Quando sembrava aver preso una piega di normalità, si ritorna a Firenze.
Periodi degli esami, affrontati a testa alta.
Ferie. E di nuovo Firenze.
Iniziano le prove per il giuramento, rininzia il male al ginocchio, torno a casa. In tutto ciò lui mi è sempre stato vicino.
Torno si riaffronta tutto, il rapporto si consolida. Nasce forse un qualcosa di più. Dettato da cene, colazioni e tante chiamate.
Secondo ondata, si torna a casa. Chiamate come se fossero normalità, se ne parla okay.
Lontani, ma ci sentiamo sempre e con quella voglia di vedersi. Di toccarmi e abbracciarci. Consapevoli però del nostro lavoro e della nostra lontananza.
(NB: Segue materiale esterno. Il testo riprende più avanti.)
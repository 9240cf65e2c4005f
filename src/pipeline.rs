//! The scrape and match steps shared by the binaries.

use std::path::{Path, PathBuf};

use anyhow::{Context, Result};
use tracing::info;

use crate::config::Config;
use crate::extractor::{self, Language, RawMisconception};
use crate::fetcher;
use crate::matcher::{self, MatchSummary};
use crate::store::MisconceptionStore;

/// A page to scrape and the label it is reported under.
#[derive(Debug, Clone, Copy, PartialEq, Eq)]
pub struct PageSource {
    pub url: &'static str,
    pub base_category: &'static str,
}

pub const ENGLISH_PAGES: &[PageSource] = &[
    PageSource {
        url: "https://en.wikipedia.org/wiki/List_of_common_misconceptions_about_arts_and_culture",
        base_category: "Arts and Culture",
    },
    PageSource {
        url: "https://en.wikipedia.org/wiki/List_of_common_misconceptions_about_history",
        base_category: "History",
    },
    PageSource {
        url: "https://en.wikipedia.org/wiki/List_of_common_misconceptions_about_science,_technology,_and_mathematics",
        base_category: "Science, Technology, and Mathematics",
    },
];

pub const SPANISH_PAGES: &[PageSource] = &[PageSource {
    url: "https://es.wikipedia.org/wiki/Anexo:Falsos_mitos",
    base_category: "Falsos mitos",
}];

pub fn pages(language: Language) -> &'static [PageSource] {
    match language {
        Language::English => ENGLISH_PAGES,
        Language::Spanish => SPANISH_PAGES,
    }
}

pub fn output_path(config: &Config, language: Language) -> PathBuf {
    match language {
        Language::English => config.english_path(),
        Language::Spanish => config.spanish_path(),
    }
}

/// Fetch and extract every page, one after another, in order.
pub async fn scrape_pages(
    sources: &[PageSource],
    language: Language,
) -> Result<Vec<RawMisconception>> {
    let profile = language.profile();
    let mut all = Vec::new();

    for source in sources {
        println!("Scraping {}...", source.base_category);
        let page = fetcher::fetch(source.url)
            .await
            .with_context(|| format!("failed to fetch {}", source.url))?;
        let records =
            extractor::extract_page(&page.body_utf8, source.url, source.base_category, profile);
        println!("  Found {} misconceptions", records.len());
        all.extend(records);
    }

    Ok(all)
}

/// Scrape one language and write its numbered records to `path`.
pub async fn scrape_to_file(
    sources: &[PageSource],
    language: Language,
    path: &Path,
) -> Result<MisconceptionStore> {
    let raw = scrape_pages(sources, language).await?;
    let store = MisconceptionStore::from_raw(raw);
    store
        .save(path)
        .with_context(|| format!("failed to save {} records", language))?;

    println!(
        "\nTotal: {} {} misconceptions saved to {}",
        store.len(),
        language,
        path.display()
    );
    Ok(store)
}

/// Scrape the configured pages for `language` into its configured file.
pub async fn scrape_language(config: &Config, language: Language) -> Result<MisconceptionStore> {
    scrape_to_file(pages(language), language, &output_path(config, language)).await
}

/// Load both files, unify their IDs and write them back sorted by ID.
pub fn match_files(english_path: &Path, spanish_path: &Path) -> Result<MatchSummary> {
    let mut english = MisconceptionStore::load(english_path).context("failed to load English records")?;
    let mut spanish = MisconceptionStore::load(spanish_path).context("failed to load Spanish records")?;

    println!("English misconceptions: {}", english.len());
    println!("Spanish misconceptions: {}", spanish.len());
    println!("\nMatching misconceptions...");

    let summary = matcher::unify(&mut english, &mut spanish);
    println!("Found {} matches", summary.matched);

    english.save(english_path)?;
    spanish.save(spanish_path)?;
    info!(
        matched = summary.matched,
        total_ids = summary.total_ids,
        "Updated files saved"
    );

    Ok(summary)
}

pub fn match_configured(config: &Config) -> Result<MatchSummary> {
    match_files(&config.english_path(), &config.spanish_path())
}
Spedita in un isola. Sono riuscita a trovare l'ennesimo equilibrio in una situazione strana. Forse ecco questo mi riconosco che si tratta di un mio pregio. Non mi lascio abbattere e trovo sempre una soluzione a tutto.
Ho conosciuto nuovi ambienti, nuove persone e un nuovo mondo.
Sono stata proiettata per la millesima volta, in una nuova vita, in una nuova normalità ma che nonostante questo sono riuscita a fare un qualcosa di mio.
Con lui? Non lo so. Non so veramente cosa fare. Adesso mi sembra tutto così campato per aria. Non so se sono capace ad affrontare un rapporto così. Solo fisico.
Non so che fare. Non so. Voglio vederlo e parlarci. Non so cosa mi sta predendo.